John Wesley Powell won great fame for descending
the Colorado River, yet most of his boatmen, who fully shared his bravery
and achievement, have remained barely more than names. Being from Missouri,
I was curious to know more about Billy Hawkins, also known as “Missouri
Rhodes.” Virtually the only background story historians told about
him was that when he met Powell in 1868 he was going by this alias because
of some minor brush with the law back in Missouri. But I have discovered
that this story was a case of mistaken identity, and that the truth about
Billy Hawkins is far more interesting.
Hawkins did a better job of hiding his identity than he ever expected
to, misleading historians for 130 years. His real name was William Robert
Wesley Hawkins, but his use of the name “Billy Rhodes” among
Powell's men left them thinking that Rhodes was his real middle
name. Powell, Stanton, and Dellenbaugh perpetuated this error in their
books, and when Powell's most important biographer, William Darrah,
tried to research Hawkins' background, this was the name he pursued.
I also used the name William Rhodes Hawkins in requesting Civil War records
from Missouri and national archives, but all I came up with was a Confederate
Colonel named William R. Hawkins. Considering that our Billy Hawkins fought
for the Union, later named a son for Abraham Lincoln, and was far too
young to be an officer, this was a poor fit. Then I had the same hunch
that Darrah must have had. I requested the name William Rhodes, and back
came a record for one William H. Rhodes. It was this record that Darrah
used as his background source on Billy Hawkins, first in an 1947 article
in the Utah Historical Quarterly, and then in Powell of the Colorado.

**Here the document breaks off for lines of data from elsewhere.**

//! Collapsible mobile navigation menu.
//!
//! The open state is mirrored on three elements that always change
//! together: `.nav-links` (`mobile-active`), `.mobile-menu-btn` (`active`)
//! and `body` (`menu-open`, used for scroll locking).

use crate::dom::{Document, NodeId};
use tracing::debug;

const PANEL: &str = ".nav-links";
const BUTTON: &str = ".mobile-menu-btn";
const REGION: &str = ".nav";

fn parts(document: &Document) -> Option<(NodeId, NodeId)> {
    Some((document.query(PANEL)?, document.query(BUTTON)?))
}

pub fn is_open(document: &Document) -> bool {
    document
        .query(PANEL)
        .map(|panel| document.element(panel).has_class("mobile-active"))
        .unwrap_or(false)
}

/// Open the menu; a no-op unless both the panel and the button exist.
pub fn open(document: &mut Document) {
    if let Some((panel, button)) = parts(document) {
        document.element_mut(panel).add_class("mobile-active");
        document.element_mut(button).add_class("active");
        let body = document.body();
        document.element_mut(body).add_class("menu-open");
    }
}

/// Close the menu; idempotent, and a no-op unless both parts exist.
pub fn close(document: &mut Document) {
    if let Some((panel, button)) = parts(document) {
        document.element_mut(panel).remove_class("mobile-active");
        document.element_mut(button).remove_class("active");
        let body = document.body();
        document.element_mut(body).remove_class("menu-open");
    }
}

pub fn toggle(document: &mut Document) {
    if is_open(document) {
        close(document);
    } else {
        open(document);
    }
}

/// Region boundary check: whether `target` is `region` or lies inside it.
pub fn is_within_region(document: &Document, target: NodeId, region: NodeId) -> bool {
    document.contains(region, target)
}

/// Close the menu when the viewport has grown past the mobile breakpoint.
pub fn close_if_wider_than(document: &mut Document, breakpoint: f64) {
    if document.window.inner_width > breakpoint {
        debug!(
            "Viewport {} wider than {}, closing menu",
            document.window.inner_width, breakpoint
        );
        close(document);
    }
}

/// Click wiring for the menu, present only when both parts exist.
#[derive(Debug, Clone)]
pub struct MenuController {
    button: NodeId,
    links: Vec<NodeId>,
}

impl MenuController {
    pub fn init(document: &Document) -> Option<Self> {
        let (panel, button) = parts(document)?;
        Some(MenuController {
            button,
            links: document.query_all_within(panel, ".nav-link"),
        })
    }

    pub fn is_toggle(&self, document: &Document, target: NodeId) -> bool {
        document.closest(target, BUTTON) == Some(self.button)
    }

    /// Whether `target` is one of the menu's navigation links.
    pub fn is_menu_link(&self, document: &Document, target: NodeId) -> bool {
        document
            .closest(target, ".nav-link")
            .map(|link| self.links.contains(&link))
            .unwrap_or(false)
    }

    /// Document-level click: close the open menu when clicking outside every
    /// `.nav` region. Without a region every click is outside.
    pub fn handle_document_click(&self, document: &mut Document, target: NodeId) {
        let inside = document
            .query_all(REGION)
            .into_iter()
            .any(|region| is_within_region(document, target, region));
        if !inside && is_open(document) {
            debug!("Click outside navigation, closing menu");
            close(document);
        }
    }
}

#[cfg(test)]
mod tests {
    use super::*;
    use serde_json::json;

    fn page() -> Document {
        Document::from_value(json!({
            "body": [
                { "tag": "header", "class": "header", "children": [
                    { "tag": "nav", "class": "nav", "children": [
                        { "tag": "button", "class": "mobile-menu-btn", "children": [
                            { "tag": "span" }, { "tag": "span" }, { "tag": "span" }
                        ]},
                        { "tag": "ul", "class": "nav-links", "children": [
                            { "tag": "li", "children": [
                                { "tag": "a", "class": "nav-link", "attrs": { "href": "#home" } }
                            ]}
                        ]}
                    ]}
                ]},
                { "tag": "main", "class": "content" }
            ]
        }))
        .unwrap()
    }

    fn flags(doc: &Document) -> (bool, bool, bool) {
        let panel = doc.query(PANEL).unwrap();
        let button = doc.query(BUTTON).unwrap();
        (
            doc.element(panel).has_class("mobile-active"),
            doc.element(button).has_class("active"),
            doc.element(doc.body()).has_class("menu-open"),
        )
    }

    #[test]
    fn test_open_close_keep_flags_in_sync() {
        let mut doc = page();
        open(&mut doc);
        assert_eq!(flags(&doc), (true, true, true));
        assert!(is_open(&doc));

        close(&mut doc);
        assert_eq!(flags(&doc), (false, false, false));

        close(&mut doc);
        assert_eq!(flags(&doc), (false, false, false));
    }

    #[test]
    fn test_toggle_flips() {
        let mut doc = page();
        toggle(&mut doc);
        assert!(is_open(&doc));
        toggle(&mut doc);
        assert!(!is_open(&doc));
    }

    #[test]
    fn test_missing_button_makes_menu_inert() {
        let mut doc = page();
        let button = doc.query(BUTTON).unwrap();
        doc.remove(button);

        open(&mut doc);
        assert!(!is_open(&doc));
        assert!(!doc.element(doc.body()).has_class("menu-open"));
        assert!(MenuController::init(&doc).is_none());
    }

    #[test]
    fn test_region_boundary() {
        let doc = page();
        let nav = doc.query(REGION).unwrap();
        let link = doc.query(".nav-link").unwrap();
        let content = doc.query(".content").unwrap();

        assert!(is_within_region(&doc, nav, nav));
        assert!(is_within_region(&doc, link, nav));
        assert!(!is_within_region(&doc, content, nav));
        assert!(!is_within_region(&doc, nav, link));
    }

    #[test]
    fn test_click_in_any_nav_keeps_menu_open() {
        let mut doc = Document::from_value(json!({
            "body": [
                { "tag": "header", "children": [
                    { "tag": "nav", "class": "nav", "children": [
                        { "tag": "button", "class": "mobile-menu-btn" },
                        { "tag": "ul", "class": "nav-links" }
                    ]}
                ]},
                { "tag": "footer", "children": [
                    { "tag": "nav", "class": "nav", "children": [
                        { "tag": "span", "class": "footer-label" }
                    ]}
                ]},
                { "tag": "main", "class": "content" }
            ]
        }))
        .unwrap();
        let menu = MenuController::init(&doc).unwrap();
        open(&mut doc);

        let label = doc.query(".footer-label").unwrap();
        menu.handle_document_click(&mut doc, label);
        assert!(is_open(&doc));

        let content = doc.query(".content").unwrap();
        menu.handle_document_click(&mut doc, content);
        assert!(!is_open(&doc));
    }

    #[test]
    fn test_outside_click_closes() {
        let mut doc = page();
        let menu = MenuController::init(&doc).unwrap();
        open(&mut doc);

        let link = doc.query(".nav-link").unwrap();
        menu.handle_document_click(&mut doc, link);
        assert!(is_open(&doc));

        let content = doc.query(".content").unwrap();
        menu.handle_document_click(&mut doc, content);
        assert_eq!(flags(&doc), (false, false, false));
    }

    #[test]
    fn test_toggle_and_link_detection() {
        let doc = page();
        let menu = MenuController::init(&doc).unwrap();
        let bar = doc.query_all("span")[1];
        let link = doc.query(".nav-link").unwrap();

        assert!(menu.is_toggle(&doc, bar));
        assert!(!menu.is_toggle(&doc, link));
        assert!(menu.is_menu_link(&doc, link));
        assert!(!menu.is_menu_link(&doc, bar));
    }

    #[test]
    fn test_close_if_wider_than_breakpoint() {
        let mut doc = page();
        open(&mut doc);
        doc.window.inner_width = 768.0;
        close_if_wider_than(&mut doc, 768.0);
        assert!(is_open(&doc));

        doc.window.inner_width = 1024.0;
        close_if_wider_than(&mut doc, 768.0);
        assert!(!is_open(&doc));
    }
}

Later historians, including the otherwise careful Lavender and Stegner,
simply trusted Darrah, and so did the descendants of Billy Hawkins, who
incorporated Darrah's account into published family histories.
Darrah listed Hawkins as being born in 1841, which would have made him
28 on Powell's trip. Darrah's Hawkins enlisted in the Union
cavalry in Boonville, Missouri in June of 1863, but by November the muster
roll listed him as “absent under civilian arrest”. By January
he was back with his unit, and he was mustered out in St. Louis in May
of 1865. There were no details of his crime, and Darrah says: “It
is perhaps just as well that no additional facts are included”.
Darrah implies that this incident accounts for Hawkins using an alias,
but he also implies that this crime couldn't have been serious enough
to warrant serious punishment. Darrah doesn't ask why, if this arrest
was so minor, Hawkins was using an alias many years later? Darrah omits
mentioning that he is talking about a William Rhodes, which would imply
that Hawkins committed his offense before he enlisted and was already
hiding his identity, though his crime soon caught up with him.
But there were discrepancies that should have alerted Darrah. Rhodes listed
himself as married, but the real Hawkins didn't get married until
1873 in Utah. Rhodes listed a birthplace of Webster County, Missouri,
but Hawkins, in several Mormon Church records, always listed Gentry County
as his birthplace. Most significantly, family records listed Hawkins'
birth date as July, 1848, and on this point the Hawkins family refused
to accept Darrah's version. An 1848 birth means Hawkins was twenty
at the start of Powell's trip, and only fifteen when he enlisted
in the Union army. Rhodes' enlistment form measured him at six feet,
one and a half inches tall, which is tall for anyone of that time, and
especially for a fifteen year old.
If Darrah had pursued the name William W. Hawkins, he would have found
a better match. This Hawkins lists his birthplace as Gentry County. He
is five feet, five inches tall. He did claim to be seventeen upon enlisting,
but it was common for kids to lie to get into the army. This Hawkins gives
his current home as St. Clair County. I visited St. Clair county and checked
the 1860 census and found a Hawkins family headed by the widow Sarah Hutton
Hawkins, with five children. All their names match the names in the family
Bible that Billy Hawkins passed to his descendants. The census lists Billy
as born in 1848.
Billy's oldest brother, John, enlisted in the Union cavalry in 1861.
The Civil War in Missouri, a slave state that remained in the Union, showed
the ugliest face of a civil war, with neighbors burning each other down.
St. Clair County was near the bloody Missouri/Kansas border and in the
thick of the action. General Price's Confederate army pitched winter
camp there, and issued a call for new recruits to rally there. A Kansas
Union General looted the county seat, Osceola, and burned it down. When
Confederate guerrilla leader Bill Quantrill burned down Lawrence, Kansas
and massacred its citizens, he said it was in retaliation for Osceola.
In response to Lawrence and the aid given to the guerrillas by border
Missourians, the Union commander Ewing ordered the border populace evicted,
and the refuges flooded into St. Clair County.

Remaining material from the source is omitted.